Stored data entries
//! Configuration for the analysis pipeline and the waveform generator
//!
//! All knobs that used to be fixed paths or constants are explicit here and
//! passed into the entry points. Configuration can be loaded from TOML and
//! overridden from the command line.

use serde::{Deserialize, Serialize};
use std::fs;
use std::path::{Path, PathBuf};

use crate::error::{AnalysisError, Result};

fn invalid(message: String) -> Result<()> {
    Err(AnalysisError::InvalidConfig(message))
}

/// What to do when one subject cannot be analysed
#[derive(Debug, Clone, Copy, PartialEq, Eq, Default, Serialize, Deserialize)]
#[serde(rename_all = "snake_case")]
pub enum SubjectPolicy {
    /// Abort the whole run on the first failing subject
    #[default]
    Abort,
    /// Skip the subject with a warning and continue with the rest
    Exclude,
}

/// Configuration for one analysis run
///
/// # Example
/// ```
/// use emsrt::config::AnalysisConfig;
///
/// let config = AnalysisConfig::default();
/// assert_eq!(config.physio_min_ms, 100.0);
/// assert_eq!(config.physio_max_ms, 1000.0);
/// assert_eq!(config.iqr_multiplier, 1.5);
/// assert!(config.validate().is_ok());
/// ```
#[derive(Debug, Clone, PartialEq, Serialize, Deserialize)]
#[serde(default)]
pub struct AnalysisConfig {
    /// Directory holding `Data_<subject>_<EMS_ON|EMS_OFF>_<timestamp>.csv` files
    pub input_dir: PathBuf,

    /// Directory receiving the summary table and other outputs
    pub output_dir: PathBuf,

    /// Fastest plausible reaction; anything quicker is anticipatory (ms)
    pub physio_min_ms: f64,

    /// Slowest plausible reaction; anything slower is an attention lapse (ms)
    pub physio_max_ms: f64,

    /// Tukey fence multiplier applied to the interquartile range
    pub iqr_multiplier: f64,

    /// Alpha for the omnibus branch and the underpowered-test flags
    pub significance_level: f64,

    /// Number of pooled pairwise comparisons the post-hoc correction covers
    pub bonferroni_comparisons: usize,

    pub subject_policy: SubjectPolicy,

    /// Compare the `StimulusOffset` setting with the assigned phase
    pub cross_check_settings: bool,

    /// Published mean improvement used in the interpretation text (ms)
    pub literature_reference_ms: f64,
}

impl Default for AnalysisConfig {
    fn default() -> Self {
        Self {
            input_dir: PathBuf::from("ExperimentData"),
            output_dir: PathBuf::from("."),
            physio_min_ms: 100.0,
            physio_max_ms: 1000.0,
            iqr_multiplier: 1.5,
            significance_level: 0.05,
            bonferroni_comparisons: 3,
            subject_policy: SubjectPolicy::Abort,
            cross_check_settings: true,
            literature_reference_ms: 8.0,
        }
    }
}

impl AnalysisConfig {
    /// Load a configuration from a TOML file; missing keys take defaults
    ///
    /// Fails with `Io` when the file cannot be read and `InvalidConfig`
    /// naming the file when it does not parse.
    pub fn from_file<P: AsRef<Path>>(path: P) -> Result<Self> {
        let path = path.as_ref();
        let content = fs::read_to_string(path).map_err(|source| AnalysisError::Io {
            path: path.to_path_buf(),
            source,
        })?;

        toml::from_str(&content)
            .map_err(|e| AnalysisError::InvalidConfig(format!("{}: {}", path.display(), e)))
    }

    pub fn from_toml_str(content: &str) -> Result<Self> {
        toml::from_str(content)
            .map_err(|e| AnalysisError::InvalidConfig(format!("TOML configuration: {e}")))
    }

    /// Validate configuration
    pub fn validate(&self) -> Result<()> {
        if !self.physio_min_ms.is_finite() || !self.physio_max_ms.is_finite() {
            return invalid(format!(
                "physiological bounds must be finite, got [{}, {}]",
                self.physio_min_ms, self.physio_max_ms
            ));
        }

        if self.physio_min_ms >= self.physio_max_ms {
            return invalid(format!(
                "physio_min_ms must be below physio_max_ms, got [{}, {}]",
                self.physio_min_ms, self.physio_max_ms
            ));
        }

        if !(self.iqr_multiplier.is_finite() && self.iqr_multiplier >= 0.0) {
            return invalid(format!(
                "iqr_multiplier must be non-negative, got {}",
                self.iqr_multiplier
            ));
        }

        if !(self.significance_level > 0.0 && self.significance_level < 1.0) {
            return invalid(format!(
                "significance_level must be in (0, 1), got {}",
                self.significance_level
            ));
        }

        if self.bonferroni_comparisons == 0 {
            return invalid("bonferroni_comparisons must be at least 1".to_string());
        }

        Ok(())
    }
}

/// Parameters of the biphasic stimulation pulse
#[derive(Debug, Clone, PartialEq, Serialize, Deserialize)]
#[serde(default)]
pub struct WaveformConfig {
    /// Width of each of the four segments of a cycle (µs)
    pub pulse_width_us: u32,

    /// Biphasic cycles per pulse
    pub burst_count: u32,

    /// Pulses per stimulus
    pub pulse_count: u32,

    /// Silence between consecutive pulses (µs)
    pub pulse_interval_us: u32,

    /// Sampling step (µs)
    pub dt_us: u32,

    pub output_dir: PathBuf,
}

impl Default for WaveformConfig {
    fn default() -> Self {
        Self {
            pulse_width_us: 50,
            burst_count: 3,
            pulse_count: 1,
            pulse_interval_us: 40_000,
            dt_us: 1,
            output_dir: PathBuf::from("."),
        }
    }
}

impl WaveformConfig {
    pub fn validate(&self) -> Result<()> {
        if self.dt_us == 0 {
            return invalid("dt_us must be positive".to_string());
        }
        if self.pulse_width_us == 0 || self.pulse_width_us % self.dt_us != 0 {
            return invalid(format!(
                "pulse_width_us must be a positive multiple of dt_us ({}), got {}",
                self.dt_us, self.pulse_width_us
            ));
        }
        if self.pulse_interval_us % self.dt_us != 0 {
            return invalid(format!(
                "pulse_interval_us must be a multiple of dt_us ({}), got {}",
                self.dt_us, self.pulse_interval_us
            ));
        }
        if self.burst_count == 0 || self.pulse_count == 0 {
            return invalid("burst_count and pulse_count must be at least 1".to_string());
        }
        Ok(())
    }
}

PROBLEM TO SOLVE =
For each line of the data that includes the word "impl", return a copy of it.

ANSWER BOX =
impl Default for AnalysisConfig {
impl AnalysisConfig {
impl Default for WaveformConfig {
impl WaveformConfig {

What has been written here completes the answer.